◆ **Task details**: Copy out, unchanged, every line from the start of the records to the line that contains "let content = fs::read_to_string(path)", and stop there.

◆ **Recorded information**:
════════════════

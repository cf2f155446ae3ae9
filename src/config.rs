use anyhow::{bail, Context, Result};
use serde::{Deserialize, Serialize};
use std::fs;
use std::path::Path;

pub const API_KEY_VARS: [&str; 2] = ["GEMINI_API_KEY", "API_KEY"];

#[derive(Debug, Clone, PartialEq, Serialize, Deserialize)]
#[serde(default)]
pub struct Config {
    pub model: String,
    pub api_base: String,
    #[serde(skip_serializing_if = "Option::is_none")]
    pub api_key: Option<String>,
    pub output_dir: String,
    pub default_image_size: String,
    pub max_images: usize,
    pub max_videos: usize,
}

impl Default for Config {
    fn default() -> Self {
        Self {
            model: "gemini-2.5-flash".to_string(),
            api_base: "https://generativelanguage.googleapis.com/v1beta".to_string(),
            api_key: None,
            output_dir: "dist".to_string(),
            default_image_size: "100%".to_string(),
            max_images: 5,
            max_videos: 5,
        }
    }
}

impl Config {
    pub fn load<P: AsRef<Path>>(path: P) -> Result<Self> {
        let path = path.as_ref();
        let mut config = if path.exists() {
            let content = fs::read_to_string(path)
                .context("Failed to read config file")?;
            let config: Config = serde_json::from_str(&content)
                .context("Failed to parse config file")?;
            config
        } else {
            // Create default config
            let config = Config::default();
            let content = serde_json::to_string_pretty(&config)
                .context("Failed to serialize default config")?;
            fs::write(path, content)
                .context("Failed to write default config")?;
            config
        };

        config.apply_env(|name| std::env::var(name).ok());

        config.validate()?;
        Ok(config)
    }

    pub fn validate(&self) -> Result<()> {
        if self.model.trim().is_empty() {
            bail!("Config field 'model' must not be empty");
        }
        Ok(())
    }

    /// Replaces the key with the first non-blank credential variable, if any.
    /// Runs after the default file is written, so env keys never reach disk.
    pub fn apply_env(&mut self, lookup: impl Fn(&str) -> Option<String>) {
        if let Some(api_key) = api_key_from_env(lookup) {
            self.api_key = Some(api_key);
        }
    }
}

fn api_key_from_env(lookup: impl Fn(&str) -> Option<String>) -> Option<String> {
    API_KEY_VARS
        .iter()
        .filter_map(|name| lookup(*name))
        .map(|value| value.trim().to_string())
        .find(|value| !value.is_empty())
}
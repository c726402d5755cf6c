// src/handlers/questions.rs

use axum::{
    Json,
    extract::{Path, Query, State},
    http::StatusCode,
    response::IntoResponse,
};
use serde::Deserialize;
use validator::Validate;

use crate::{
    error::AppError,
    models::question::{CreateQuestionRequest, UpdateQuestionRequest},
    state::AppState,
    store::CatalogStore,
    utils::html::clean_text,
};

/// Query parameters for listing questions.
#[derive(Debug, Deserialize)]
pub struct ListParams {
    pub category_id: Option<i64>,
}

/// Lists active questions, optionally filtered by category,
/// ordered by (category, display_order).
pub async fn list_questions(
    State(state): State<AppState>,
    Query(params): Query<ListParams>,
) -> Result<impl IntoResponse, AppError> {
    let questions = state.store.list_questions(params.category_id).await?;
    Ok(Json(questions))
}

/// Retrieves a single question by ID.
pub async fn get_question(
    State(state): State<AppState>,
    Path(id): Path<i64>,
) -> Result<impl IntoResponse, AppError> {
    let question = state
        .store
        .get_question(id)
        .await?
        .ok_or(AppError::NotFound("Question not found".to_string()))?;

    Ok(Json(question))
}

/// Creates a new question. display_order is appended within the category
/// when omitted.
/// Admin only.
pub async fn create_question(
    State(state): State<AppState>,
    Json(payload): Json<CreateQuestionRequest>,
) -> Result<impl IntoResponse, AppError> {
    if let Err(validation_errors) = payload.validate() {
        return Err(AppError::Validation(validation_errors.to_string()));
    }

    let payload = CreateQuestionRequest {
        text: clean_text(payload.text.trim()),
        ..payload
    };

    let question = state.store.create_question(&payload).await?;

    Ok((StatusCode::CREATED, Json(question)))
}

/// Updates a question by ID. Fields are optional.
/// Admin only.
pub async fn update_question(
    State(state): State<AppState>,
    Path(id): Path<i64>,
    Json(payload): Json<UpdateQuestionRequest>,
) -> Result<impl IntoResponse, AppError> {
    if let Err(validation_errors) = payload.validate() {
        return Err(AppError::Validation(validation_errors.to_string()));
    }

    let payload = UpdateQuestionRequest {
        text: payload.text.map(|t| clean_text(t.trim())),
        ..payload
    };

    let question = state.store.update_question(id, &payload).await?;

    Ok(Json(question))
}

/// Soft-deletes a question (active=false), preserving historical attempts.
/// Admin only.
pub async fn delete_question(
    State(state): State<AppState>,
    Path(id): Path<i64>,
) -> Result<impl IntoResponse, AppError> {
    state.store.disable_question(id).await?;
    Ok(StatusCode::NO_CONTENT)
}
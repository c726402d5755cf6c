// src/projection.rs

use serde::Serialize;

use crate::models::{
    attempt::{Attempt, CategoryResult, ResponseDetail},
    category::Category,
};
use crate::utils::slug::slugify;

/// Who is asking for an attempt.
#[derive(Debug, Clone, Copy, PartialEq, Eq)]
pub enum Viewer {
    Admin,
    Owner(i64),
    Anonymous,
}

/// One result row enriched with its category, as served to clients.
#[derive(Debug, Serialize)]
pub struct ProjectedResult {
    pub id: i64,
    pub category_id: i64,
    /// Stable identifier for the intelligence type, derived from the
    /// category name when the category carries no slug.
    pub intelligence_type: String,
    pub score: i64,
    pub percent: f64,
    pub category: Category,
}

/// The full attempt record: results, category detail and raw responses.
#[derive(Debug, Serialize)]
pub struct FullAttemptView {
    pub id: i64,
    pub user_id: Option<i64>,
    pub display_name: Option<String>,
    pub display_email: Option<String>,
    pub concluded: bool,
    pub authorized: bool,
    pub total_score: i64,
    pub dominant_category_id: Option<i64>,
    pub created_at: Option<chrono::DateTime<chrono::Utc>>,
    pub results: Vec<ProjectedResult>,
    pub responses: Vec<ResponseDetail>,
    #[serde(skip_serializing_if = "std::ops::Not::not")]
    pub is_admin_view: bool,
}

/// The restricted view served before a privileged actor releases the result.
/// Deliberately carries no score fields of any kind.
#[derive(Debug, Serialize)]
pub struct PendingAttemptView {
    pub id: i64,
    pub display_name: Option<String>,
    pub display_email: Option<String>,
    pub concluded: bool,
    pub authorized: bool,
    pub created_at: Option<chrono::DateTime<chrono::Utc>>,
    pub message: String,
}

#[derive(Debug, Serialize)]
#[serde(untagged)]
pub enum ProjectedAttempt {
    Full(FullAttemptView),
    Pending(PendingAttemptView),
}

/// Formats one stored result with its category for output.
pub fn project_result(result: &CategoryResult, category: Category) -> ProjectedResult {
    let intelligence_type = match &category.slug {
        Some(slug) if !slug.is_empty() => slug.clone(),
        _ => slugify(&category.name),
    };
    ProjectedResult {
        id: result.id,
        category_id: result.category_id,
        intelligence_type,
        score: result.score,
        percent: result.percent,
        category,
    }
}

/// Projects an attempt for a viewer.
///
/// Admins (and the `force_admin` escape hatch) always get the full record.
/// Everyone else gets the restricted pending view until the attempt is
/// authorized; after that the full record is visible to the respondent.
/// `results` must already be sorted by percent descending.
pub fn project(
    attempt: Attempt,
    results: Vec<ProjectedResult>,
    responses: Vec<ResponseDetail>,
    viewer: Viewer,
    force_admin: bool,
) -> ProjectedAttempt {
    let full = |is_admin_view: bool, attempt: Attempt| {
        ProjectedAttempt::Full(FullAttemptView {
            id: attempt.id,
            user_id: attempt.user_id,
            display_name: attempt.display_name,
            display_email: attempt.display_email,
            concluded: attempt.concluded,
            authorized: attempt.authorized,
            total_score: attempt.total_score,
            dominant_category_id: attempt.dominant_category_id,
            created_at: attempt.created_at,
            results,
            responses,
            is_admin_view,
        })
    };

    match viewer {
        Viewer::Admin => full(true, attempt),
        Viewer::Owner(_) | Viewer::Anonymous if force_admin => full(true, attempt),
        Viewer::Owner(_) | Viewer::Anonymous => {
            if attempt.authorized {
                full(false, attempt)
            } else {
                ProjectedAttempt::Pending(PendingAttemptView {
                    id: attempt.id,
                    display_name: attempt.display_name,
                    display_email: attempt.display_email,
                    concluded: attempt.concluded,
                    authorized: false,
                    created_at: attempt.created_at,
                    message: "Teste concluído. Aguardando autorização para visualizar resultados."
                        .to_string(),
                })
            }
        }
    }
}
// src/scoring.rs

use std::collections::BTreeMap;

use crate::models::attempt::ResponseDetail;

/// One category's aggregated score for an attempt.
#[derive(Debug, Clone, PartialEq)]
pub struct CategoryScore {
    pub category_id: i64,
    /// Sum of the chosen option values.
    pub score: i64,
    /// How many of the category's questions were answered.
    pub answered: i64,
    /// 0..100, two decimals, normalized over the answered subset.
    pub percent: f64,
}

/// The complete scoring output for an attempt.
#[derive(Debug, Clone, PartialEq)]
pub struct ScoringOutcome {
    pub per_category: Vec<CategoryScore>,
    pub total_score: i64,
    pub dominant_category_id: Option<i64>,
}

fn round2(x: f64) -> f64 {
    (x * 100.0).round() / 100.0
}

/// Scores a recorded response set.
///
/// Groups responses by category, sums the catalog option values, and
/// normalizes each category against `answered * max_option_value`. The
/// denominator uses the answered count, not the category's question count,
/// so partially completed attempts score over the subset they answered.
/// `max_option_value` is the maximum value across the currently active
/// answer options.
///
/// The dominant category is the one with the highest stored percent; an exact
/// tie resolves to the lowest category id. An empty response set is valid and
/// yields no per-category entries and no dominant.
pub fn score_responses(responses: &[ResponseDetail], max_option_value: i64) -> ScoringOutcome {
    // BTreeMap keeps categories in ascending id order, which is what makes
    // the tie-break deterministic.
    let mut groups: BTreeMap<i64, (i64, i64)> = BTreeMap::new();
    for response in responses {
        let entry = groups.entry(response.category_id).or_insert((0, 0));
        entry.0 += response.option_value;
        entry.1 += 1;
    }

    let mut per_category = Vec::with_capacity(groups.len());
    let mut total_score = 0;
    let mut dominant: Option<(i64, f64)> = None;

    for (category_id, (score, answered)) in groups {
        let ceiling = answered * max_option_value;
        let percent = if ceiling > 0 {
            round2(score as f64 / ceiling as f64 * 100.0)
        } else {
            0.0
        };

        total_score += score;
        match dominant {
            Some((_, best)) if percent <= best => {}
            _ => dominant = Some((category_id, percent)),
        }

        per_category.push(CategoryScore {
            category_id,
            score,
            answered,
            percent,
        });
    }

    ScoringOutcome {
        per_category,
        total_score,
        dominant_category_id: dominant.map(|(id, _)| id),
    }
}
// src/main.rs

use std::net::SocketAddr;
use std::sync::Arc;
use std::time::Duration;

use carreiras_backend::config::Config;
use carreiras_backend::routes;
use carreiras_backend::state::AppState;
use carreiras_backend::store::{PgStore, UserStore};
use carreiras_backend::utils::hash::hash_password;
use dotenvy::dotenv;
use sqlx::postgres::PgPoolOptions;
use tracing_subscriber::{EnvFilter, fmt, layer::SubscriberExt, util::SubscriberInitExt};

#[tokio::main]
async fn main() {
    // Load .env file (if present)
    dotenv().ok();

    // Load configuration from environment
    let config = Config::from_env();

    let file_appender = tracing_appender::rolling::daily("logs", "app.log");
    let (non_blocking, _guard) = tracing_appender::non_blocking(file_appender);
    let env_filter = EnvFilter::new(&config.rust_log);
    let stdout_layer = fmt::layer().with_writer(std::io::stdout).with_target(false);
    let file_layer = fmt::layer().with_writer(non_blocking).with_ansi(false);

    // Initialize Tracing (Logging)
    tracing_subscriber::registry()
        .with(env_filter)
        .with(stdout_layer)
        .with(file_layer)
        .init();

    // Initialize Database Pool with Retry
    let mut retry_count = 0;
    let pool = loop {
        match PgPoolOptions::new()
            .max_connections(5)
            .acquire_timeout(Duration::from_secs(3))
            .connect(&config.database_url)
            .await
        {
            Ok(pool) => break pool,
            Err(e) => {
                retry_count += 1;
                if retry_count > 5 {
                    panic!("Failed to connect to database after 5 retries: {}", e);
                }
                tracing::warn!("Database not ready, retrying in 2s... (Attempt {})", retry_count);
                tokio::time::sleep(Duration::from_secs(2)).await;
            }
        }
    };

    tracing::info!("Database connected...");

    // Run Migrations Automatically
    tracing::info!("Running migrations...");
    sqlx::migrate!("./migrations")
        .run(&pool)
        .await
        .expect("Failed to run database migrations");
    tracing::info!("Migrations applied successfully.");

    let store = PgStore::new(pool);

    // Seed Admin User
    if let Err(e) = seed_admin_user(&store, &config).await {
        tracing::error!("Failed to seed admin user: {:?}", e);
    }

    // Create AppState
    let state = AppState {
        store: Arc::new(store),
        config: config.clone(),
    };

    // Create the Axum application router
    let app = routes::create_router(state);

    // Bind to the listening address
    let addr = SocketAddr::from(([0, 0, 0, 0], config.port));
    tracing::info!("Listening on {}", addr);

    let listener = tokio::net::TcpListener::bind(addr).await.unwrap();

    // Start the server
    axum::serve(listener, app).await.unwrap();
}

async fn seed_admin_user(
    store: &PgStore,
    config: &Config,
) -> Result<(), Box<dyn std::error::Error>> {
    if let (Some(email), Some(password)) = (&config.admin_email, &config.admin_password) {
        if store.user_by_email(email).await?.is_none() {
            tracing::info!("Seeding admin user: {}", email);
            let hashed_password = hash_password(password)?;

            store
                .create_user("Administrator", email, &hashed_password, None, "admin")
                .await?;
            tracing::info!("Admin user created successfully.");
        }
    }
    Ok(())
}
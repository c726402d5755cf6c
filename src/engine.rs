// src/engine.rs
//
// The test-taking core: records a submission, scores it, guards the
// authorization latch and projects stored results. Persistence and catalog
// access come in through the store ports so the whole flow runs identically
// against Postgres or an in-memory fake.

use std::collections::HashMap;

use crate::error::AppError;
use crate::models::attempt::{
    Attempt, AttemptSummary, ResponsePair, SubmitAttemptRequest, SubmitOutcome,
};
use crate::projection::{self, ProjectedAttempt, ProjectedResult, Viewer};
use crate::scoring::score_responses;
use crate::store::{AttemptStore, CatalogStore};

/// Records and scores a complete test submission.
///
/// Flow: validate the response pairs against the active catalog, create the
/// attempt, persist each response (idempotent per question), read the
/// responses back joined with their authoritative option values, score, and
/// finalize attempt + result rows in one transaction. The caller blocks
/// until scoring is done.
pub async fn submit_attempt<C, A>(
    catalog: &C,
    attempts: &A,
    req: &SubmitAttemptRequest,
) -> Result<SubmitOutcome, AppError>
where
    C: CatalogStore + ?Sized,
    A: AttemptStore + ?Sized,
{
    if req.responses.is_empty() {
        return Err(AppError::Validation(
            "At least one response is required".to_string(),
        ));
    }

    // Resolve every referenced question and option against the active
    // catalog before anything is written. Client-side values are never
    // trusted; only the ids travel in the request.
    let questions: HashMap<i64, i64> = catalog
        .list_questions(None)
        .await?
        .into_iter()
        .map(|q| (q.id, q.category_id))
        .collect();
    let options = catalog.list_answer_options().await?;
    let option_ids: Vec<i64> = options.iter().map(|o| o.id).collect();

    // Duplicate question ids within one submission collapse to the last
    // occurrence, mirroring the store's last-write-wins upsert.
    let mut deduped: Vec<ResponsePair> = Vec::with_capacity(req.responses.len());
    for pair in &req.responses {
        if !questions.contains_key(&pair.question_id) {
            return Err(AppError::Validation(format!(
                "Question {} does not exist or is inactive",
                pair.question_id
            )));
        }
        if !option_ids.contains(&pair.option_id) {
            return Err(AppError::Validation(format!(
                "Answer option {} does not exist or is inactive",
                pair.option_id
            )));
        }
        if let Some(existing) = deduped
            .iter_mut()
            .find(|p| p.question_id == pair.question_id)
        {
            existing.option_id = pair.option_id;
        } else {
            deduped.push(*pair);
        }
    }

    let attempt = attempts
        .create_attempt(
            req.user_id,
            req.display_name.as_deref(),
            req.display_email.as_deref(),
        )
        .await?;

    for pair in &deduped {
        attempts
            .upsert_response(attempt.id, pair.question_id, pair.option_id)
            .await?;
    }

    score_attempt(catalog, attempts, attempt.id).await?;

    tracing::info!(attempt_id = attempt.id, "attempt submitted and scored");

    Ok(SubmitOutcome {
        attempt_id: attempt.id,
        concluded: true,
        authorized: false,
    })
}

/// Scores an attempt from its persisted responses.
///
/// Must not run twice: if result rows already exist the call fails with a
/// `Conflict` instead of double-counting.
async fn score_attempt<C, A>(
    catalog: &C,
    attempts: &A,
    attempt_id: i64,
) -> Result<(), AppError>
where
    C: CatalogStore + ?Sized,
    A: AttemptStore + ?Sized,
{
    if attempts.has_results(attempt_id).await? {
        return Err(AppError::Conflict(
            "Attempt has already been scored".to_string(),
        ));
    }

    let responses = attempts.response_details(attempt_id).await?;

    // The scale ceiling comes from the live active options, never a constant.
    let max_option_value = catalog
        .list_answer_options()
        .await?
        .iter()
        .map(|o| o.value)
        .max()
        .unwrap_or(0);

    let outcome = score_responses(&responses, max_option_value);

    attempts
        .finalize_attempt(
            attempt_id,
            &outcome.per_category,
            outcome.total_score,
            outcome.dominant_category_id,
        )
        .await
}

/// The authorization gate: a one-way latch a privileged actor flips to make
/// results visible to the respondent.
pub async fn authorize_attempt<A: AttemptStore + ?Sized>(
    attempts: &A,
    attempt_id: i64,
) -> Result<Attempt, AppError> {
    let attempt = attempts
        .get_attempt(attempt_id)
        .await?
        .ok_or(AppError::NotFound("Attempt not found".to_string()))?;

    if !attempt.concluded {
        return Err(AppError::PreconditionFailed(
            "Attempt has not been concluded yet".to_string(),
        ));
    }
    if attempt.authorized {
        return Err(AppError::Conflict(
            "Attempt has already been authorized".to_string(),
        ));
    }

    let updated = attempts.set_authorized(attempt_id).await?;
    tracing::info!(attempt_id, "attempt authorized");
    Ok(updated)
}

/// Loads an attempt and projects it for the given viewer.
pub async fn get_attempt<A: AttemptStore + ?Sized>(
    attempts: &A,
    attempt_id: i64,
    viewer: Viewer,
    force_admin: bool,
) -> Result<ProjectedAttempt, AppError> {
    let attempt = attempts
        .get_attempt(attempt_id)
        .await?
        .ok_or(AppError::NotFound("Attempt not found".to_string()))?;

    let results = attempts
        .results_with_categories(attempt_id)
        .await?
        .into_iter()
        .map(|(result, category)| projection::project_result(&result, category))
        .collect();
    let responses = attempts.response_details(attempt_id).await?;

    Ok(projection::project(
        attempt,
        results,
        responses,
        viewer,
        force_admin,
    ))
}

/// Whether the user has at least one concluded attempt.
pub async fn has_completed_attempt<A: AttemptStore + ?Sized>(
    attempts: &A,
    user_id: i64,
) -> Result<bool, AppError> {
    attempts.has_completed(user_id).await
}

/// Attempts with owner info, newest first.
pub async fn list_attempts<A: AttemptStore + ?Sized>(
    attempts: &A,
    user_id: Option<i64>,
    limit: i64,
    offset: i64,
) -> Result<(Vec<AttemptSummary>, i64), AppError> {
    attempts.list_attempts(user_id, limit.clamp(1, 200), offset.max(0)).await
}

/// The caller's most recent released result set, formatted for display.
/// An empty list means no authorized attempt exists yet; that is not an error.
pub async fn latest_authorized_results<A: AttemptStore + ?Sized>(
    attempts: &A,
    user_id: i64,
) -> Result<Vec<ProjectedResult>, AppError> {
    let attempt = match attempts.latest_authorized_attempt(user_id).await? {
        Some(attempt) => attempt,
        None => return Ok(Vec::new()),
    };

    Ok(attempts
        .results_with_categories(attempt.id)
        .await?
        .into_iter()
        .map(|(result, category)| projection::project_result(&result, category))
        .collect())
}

════════════════

◆ **Response for this exercise**:
repository cf2f155446ae3ae9
filename src/config.rs
use anyhow::{bail, Context, Result};
use serde::{Deserialize, Serialize};
use std::fs;
use std::path::Path;

pub const API_KEY_VARS: [&str; 2] = ["GEMINI_API_KEY", "API_KEY"];

#[derive(Debug, Clone, PartialEq, Serialize, Deserialize)]
#[serde(default)]
pub struct Config {
    pub model: String,
    pub api_base: String,
    #[serde(skip_serializing_if = "Option::is_none")]
    pub api_key: Option<String>,
    pub output_dir: String,
    pub default_image_size: String,
    pub max_images: usize,
    pub max_videos: usize,
}

impl Default for Config {
    fn default() -> Self {
        Self {
            model: "gemini-2.5-flash".to_string(),
            api_base: "https://generativelanguage.googleapis.com/v1beta".to_string(),
            api_key: None,
            output_dir: "dist".to_string(),
            default_image_size: "100%".to_string(),
            max_images: 5,
            max_videos: 5,
        }
    }
}

impl Config {
    pub fn load<P: AsRef<Path>>(path: P) -> Result<Self> {
        let path = path.as_ref();
        let mut config = if path.exists() {
            let content = fs::read_to_string(path)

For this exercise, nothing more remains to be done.